------ Data excerpts

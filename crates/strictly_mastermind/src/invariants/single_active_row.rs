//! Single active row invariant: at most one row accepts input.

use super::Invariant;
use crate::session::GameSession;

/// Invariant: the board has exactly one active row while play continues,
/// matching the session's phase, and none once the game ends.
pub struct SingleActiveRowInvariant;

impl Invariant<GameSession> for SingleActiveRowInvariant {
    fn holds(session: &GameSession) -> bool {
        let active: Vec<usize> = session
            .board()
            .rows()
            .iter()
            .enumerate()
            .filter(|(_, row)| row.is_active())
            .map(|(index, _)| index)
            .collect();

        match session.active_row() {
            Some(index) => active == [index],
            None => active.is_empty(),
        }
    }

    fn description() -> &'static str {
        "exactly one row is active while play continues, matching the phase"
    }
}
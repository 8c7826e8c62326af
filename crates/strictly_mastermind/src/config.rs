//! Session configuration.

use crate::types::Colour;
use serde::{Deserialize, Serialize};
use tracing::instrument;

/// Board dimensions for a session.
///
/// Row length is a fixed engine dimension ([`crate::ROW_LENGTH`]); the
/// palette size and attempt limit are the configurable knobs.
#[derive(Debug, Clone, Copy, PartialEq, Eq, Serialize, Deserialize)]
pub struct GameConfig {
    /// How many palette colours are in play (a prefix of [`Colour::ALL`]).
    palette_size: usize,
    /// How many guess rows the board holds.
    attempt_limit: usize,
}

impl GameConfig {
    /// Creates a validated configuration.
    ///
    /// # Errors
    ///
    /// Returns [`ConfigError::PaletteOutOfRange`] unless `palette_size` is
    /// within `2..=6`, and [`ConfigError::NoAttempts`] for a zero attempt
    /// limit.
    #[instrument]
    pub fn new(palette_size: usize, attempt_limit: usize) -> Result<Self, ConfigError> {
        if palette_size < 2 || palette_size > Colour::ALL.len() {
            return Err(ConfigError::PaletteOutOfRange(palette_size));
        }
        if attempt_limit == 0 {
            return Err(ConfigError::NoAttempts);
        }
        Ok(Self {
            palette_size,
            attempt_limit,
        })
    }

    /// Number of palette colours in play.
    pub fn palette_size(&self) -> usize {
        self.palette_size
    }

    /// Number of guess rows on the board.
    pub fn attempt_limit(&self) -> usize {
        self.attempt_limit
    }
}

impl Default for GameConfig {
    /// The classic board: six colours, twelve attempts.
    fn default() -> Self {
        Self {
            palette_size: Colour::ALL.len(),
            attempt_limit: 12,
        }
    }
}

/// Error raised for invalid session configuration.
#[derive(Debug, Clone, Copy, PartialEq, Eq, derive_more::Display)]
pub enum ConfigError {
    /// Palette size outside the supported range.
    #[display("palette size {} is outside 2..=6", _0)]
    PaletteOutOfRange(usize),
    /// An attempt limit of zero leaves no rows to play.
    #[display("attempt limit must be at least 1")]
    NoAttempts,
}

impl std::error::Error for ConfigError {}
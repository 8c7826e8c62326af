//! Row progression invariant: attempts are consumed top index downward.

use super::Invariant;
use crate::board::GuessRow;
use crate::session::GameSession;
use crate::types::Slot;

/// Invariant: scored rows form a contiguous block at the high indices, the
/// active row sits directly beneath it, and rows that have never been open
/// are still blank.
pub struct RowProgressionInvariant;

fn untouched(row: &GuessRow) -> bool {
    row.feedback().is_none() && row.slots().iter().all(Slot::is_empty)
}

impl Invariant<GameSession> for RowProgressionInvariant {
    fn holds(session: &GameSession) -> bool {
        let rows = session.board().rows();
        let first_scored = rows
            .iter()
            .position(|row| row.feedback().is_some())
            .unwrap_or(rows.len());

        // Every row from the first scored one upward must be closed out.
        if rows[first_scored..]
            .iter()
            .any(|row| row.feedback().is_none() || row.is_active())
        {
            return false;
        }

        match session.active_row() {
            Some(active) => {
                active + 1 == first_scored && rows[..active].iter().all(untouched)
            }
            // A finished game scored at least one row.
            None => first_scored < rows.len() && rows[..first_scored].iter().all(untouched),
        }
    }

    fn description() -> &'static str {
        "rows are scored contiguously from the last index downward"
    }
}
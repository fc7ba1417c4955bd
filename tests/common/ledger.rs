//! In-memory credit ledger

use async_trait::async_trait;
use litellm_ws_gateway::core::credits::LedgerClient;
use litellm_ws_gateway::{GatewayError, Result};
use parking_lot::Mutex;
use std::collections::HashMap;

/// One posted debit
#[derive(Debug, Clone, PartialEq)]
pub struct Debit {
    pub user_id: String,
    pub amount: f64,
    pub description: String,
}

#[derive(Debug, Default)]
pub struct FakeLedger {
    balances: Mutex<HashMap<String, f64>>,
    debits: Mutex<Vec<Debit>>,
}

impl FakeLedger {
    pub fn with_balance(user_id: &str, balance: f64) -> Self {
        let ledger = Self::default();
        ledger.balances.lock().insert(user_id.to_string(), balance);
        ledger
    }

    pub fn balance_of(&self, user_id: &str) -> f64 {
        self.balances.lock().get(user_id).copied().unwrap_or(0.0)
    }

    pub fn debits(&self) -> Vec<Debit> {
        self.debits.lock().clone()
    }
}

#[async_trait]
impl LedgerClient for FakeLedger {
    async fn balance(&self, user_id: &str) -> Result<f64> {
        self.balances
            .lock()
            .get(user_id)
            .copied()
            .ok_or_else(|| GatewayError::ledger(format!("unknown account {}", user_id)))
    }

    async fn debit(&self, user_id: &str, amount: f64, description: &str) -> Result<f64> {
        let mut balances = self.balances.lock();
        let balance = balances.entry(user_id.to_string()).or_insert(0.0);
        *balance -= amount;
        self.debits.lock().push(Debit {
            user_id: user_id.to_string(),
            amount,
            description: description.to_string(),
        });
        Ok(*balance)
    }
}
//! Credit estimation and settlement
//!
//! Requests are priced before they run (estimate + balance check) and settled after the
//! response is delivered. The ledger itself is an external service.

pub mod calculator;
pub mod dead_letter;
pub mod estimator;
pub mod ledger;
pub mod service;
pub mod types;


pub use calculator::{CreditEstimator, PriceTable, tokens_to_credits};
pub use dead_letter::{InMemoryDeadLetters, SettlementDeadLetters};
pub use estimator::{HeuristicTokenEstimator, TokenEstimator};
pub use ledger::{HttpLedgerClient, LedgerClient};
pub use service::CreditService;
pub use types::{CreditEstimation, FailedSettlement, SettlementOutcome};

------------

◆ **Task statement**: Repeat every line of the data word for word until you have repeated the line that contains "use crate::types::Colour;", which is the last one to include.

◆ **Answer for the task**:
filename crates/strictly_mastermind/src/invariants/single_active_row.rs
//! Single active row invariant: at most one row accepts input.

use super::Invariant;
use crate::session::GameSession;

/// Invariant: the board has exactly one active row while play continues,
/// matching the session's phase, and none once the game ends.
pub struct SingleActiveRowInvariant;

impl Invariant<GameSession> for SingleActiveRowInvariant {
    fn holds(session: &GameSession) -> bool {
        let active: Vec<usize> = session
            .board()
            .rows()
            .iter()
            .enumerate()
            .filter(|(_, row)| row.is_active())
            .map(|(index, _)| index)
            .collect();

        match session.active_row() {
            Some(index) => active == [index],
            None => active.is_empty(),
        }
    }

    fn description() -> &'static str {
        "exactly one row is active while play continues, matching the phase"
    }
}
repository 8c7826e8c62326af
filename crates/strictly_mastermind/src/config.rs
//! Session configuration.

use crate::types::Colour;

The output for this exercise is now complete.